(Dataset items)
######

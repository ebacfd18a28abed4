use crate::server::error::Error;
use axum::{
    http::{Method, Request},
    response::{IntoResponse, Response},
};
use core::task::{Context, Poll};
use futures::future::{Either, Ready, ready};
use tower::{Layer, Service};

/// Wraps a service so it only runs for one HTTP method.
///
/// Any other method is answered immediately with [`Error::MethodNotAllowed`]
/// and the inner service is never called.
#[derive(Clone, Debug)]
pub struct MethodGuardLayer {
    method: Method,
}

impl MethodGuardLayer {
    pub const fn new(method: Method) -> Self {
        Self { method }
    }
}

impl<S> Layer<S> for MethodGuardLayer {
    type Service = MethodGuard<S>;

    fn layer(&self, inner: S) -> Self::Service {
        MethodGuard {
            inner,
            method: self.method.clone(),
        }
    }
}

/// Service produced by [`MethodGuardLayer`].
#[derive(Clone, Debug)]
pub struct MethodGuard<S> {
    inner: S,
    method: Method,
}

impl<S, B> Service<Request<B>> for MethodGuard<S>
where
    S: Service<Request<B>, Response = Response>,
{
    type Response = Response;
    type Error = S::Error;
    type Future = Either<Ready<Result<Response, S::Error>>, S::Future>;

    fn poll_ready(&mut self, cx: &mut Context<'_>) -> Poll<Result<(), Self::Error>> {
        self.inner.poll_ready(cx)
    }

    fn call(&mut self, req: Request<B>) -> Self::Future {
        if *req.method() == self.method {
            Either::Right(self.inner.call(req))
        } else {
            Either::Left(ready(Ok(Error::MethodNotAllowed.into_response())))
        }
    }
}
mod snowflake;

pub use snowflake::*;
//! The identifier capability consumed by issuing services.
//!
//! [`IdSource`] is deliberately tiny: one call, one new identifier. Services
//! hold it as `Arc<dyn IdSource>` so any concurrency-safe implementation can
//! be substituted, including test doubles.

use core::time::Duration;
use std::sync::Arc;

use crate::{AtomicSnowflakeGenerator, Error, IdGenStatus, Result, TimeSource};

/// Default number of attempts [`SnowflakeSource`] makes before giving up.
pub const DEFAULT_MAX_ATTEMPTS: usize = 1_000_000;

/// Produces globally unique, opaque, non-empty string identifiers.
///
/// Implementations must be safe to call from many threads at once without
/// any locking on the caller's side.
pub trait IdSource: Send + Sync {
    /// Produces one new identifier.
    ///
    /// # Errors
    ///
    /// Returns an error if no identifier could be produced. Callers must
    /// treat this as fatal for whatever batch they are building.
    fn try_next_id(&self) -> Result<String>;
}

impl<S: IdSource + ?Sized> IdSource for Arc<S> {
    fn try_next_id(&self) -> Result<String> {
        (**self).try_next_id()
    }
}

impl<S: IdSource + ?Sized> IdSource for &S {
    fn try_next_id(&self) -> Result<String> {
        (**self).try_next_id()
    }
}

/// How a [`SnowflakeSource`] waits when the generator reports
/// [`IdGenStatus::Pending`].
#[derive(Debug, Clone, Copy, PartialEq, Eq, Default)]
pub enum Backoff {
    /// Busy-waits in a tight loop.
    ///
    /// Offers maximum throughput at the cost of high CPU usage.
    Spin,

    /// Yields to the OS scheduler to allow other threads to run.
    #[default]
    Yield,

    /// Sleeps for the suggested delay in milliseconds.
    ///
    /// Lowest CPU usage, but may oversleep depending on scheduler resolution.
    Sleep,
}

impl Backoff {
    fn wait(self, yield_for: u64) {
        match self {
            Self::Spin => core::hint::spin_loop(),
            Self::Yield => std::thread::yield_now(),
            Self::Sleep if yield_for == 0 => std::thread::yield_now(),
            Self::Sleep => std::thread::sleep(Duration::from_millis(yield_for)),
        }
    }
}

/// An [`IdSource`] backed by an [`AtomicSnowflakeGenerator`].
///
/// Identifiers are the 13-character Crockford Base32 form of the raw ID.
pub struct SnowflakeSource<T>
where
    T: TimeSource,
{
    generator: AtomicSnowflakeGenerator<T>,
    backoff: Backoff,
    max_attempts: usize,
}

impl<T> SnowflakeSource<T>
where
    T: TimeSource,
{
    pub const fn new(generator: AtomicSnowflakeGenerator<T>, backoff: Backoff) -> Self {
        Self {
            generator,
            backoff,
            max_attempts: DEFAULT_MAX_ATTEMPTS,
        }
    }

    /// Caps how many pending results are tolerated per identifier before
    /// [`Error::Exhausted`] is returned. A value of zero is treated as one.
    #[must_use]
    pub fn with_max_attempts(mut self, max_attempts: usize) -> Self {
        self.max_attempts = if max_attempts == 0 { 1 } else { max_attempts };
        self
    }

    pub const fn generator(&self) -> &AtomicSnowflakeGenerator<T> {
        &self.generator
    }
}

impl<T> IdSource for SnowflakeSource<T>
where
    T: TimeSource + Send + Sync,
{
    fn try_next_id(&self) -> Result<String> {
        for _ in 0..self.max_attempts {
            match self.generator.next_id() {
                IdGenStatus::Ready { id } => return Ok(id.encode()),
                IdGenStatus::Pending { yield_for } => self.backoff.wait(yield_for),
            }
        }

        #[cfg(feature = "tracing")]
        tracing::warn!(
            attempts = self.max_attempts,
            "generator stayed pending for the whole attempt budget"
        );
        Err(Error::Exhausted {
            attempts: self.max_attempts,
        })
    }
}

#[cfg(test)]
mod tests {
    use super::*;
    use crate::{MonotonicClock, SnowflakeId};
    use std::collections::HashSet;

    struct FixedTime;

    impl TimeSource for FixedTime {
        fn current_millis(&self) -> u64 {
            42
        }
    }

    #[test]
    fn produces_decodable_identifiers() {
        let generator = AtomicSnowflakeGenerator::new(5, MonotonicClock::new().unwrap()).unwrap();
        let source = SnowflakeSource::new(generator, Backoff::Yield);

        let id = source.try_next_id().unwrap();
        assert!(!id.is_empty());
        assert_eq!(SnowflakeId::decode(&id).unwrap().machine_id(), 5);
    }

    #[test]
    fn exhausted_when_clock_never_advances() {
        let generator = AtomicSnowflakeGenerator::from_components(
            42,
            0,
            SnowflakeId::max_sequence(),
            FixedTime,
        );
        let source = SnowflakeSource::new(generator, Backoff::Spin).with_max_attempts(3);

        assert_eq!(
            source.try_next_id(),
            Err(Error::Exhausted { attempts: 3 })
        );
    }

    #[test]
    fn sequence_exhaustion_waits_for_next_millisecond() {
        let generator = AtomicSnowflakeGenerator::new(0, MonotonicClock::new().unwrap()).unwrap();
        let source = SnowflakeSource::new(generator, Backoff::Sleep);

        // More than one millisecond's worth of sequence space.
        let count = (SnowflakeId::max_sequence() as usize + 1) * 2;
        let ids: HashSet<_> = (0..count).map(|_| source.try_next_id().unwrap()).collect();
        assert_eq!(ids.len(), count);
    }

    #[test]
    fn shared_through_arc_dyn() {
        let generator = AtomicSnowflakeGenerator::new(1, MonotonicClock::new().unwrap()).unwrap();
        let source: Arc<dyn IdSource> = Arc::new(SnowflakeSource::new(generator, Backoff::Yield));

        let a = source.try_next_id().unwrap();
        let b = Arc::clone(&source).try_next_id().unwrap();
        assert_ne!(a, b);
    }
}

######

Copy each line of the preceding data that contains the string "SnowflakeSource".

• _Expected answer_
/// Default number of attempts [`SnowflakeSource`] makes before giving up.
/// How a [`SnowflakeSource`] waits when the generator reports
pub struct SnowflakeSource<T>
impl<T> SnowflakeSource<T>
impl<T> IdSource for SnowflakeSource<T>
        let source = SnowflakeSource::new(generator, Backoff::Yield);
        let source = SnowflakeSource::new(generator, Backoff::Spin).with_max_attempts(3);
        let source = SnowflakeSource::new(generator, Backoff::Sleep);
        let source: Arc<dyn IdSource> = Arc::new(SnowflakeSource::new(generator, Backoff::Yield));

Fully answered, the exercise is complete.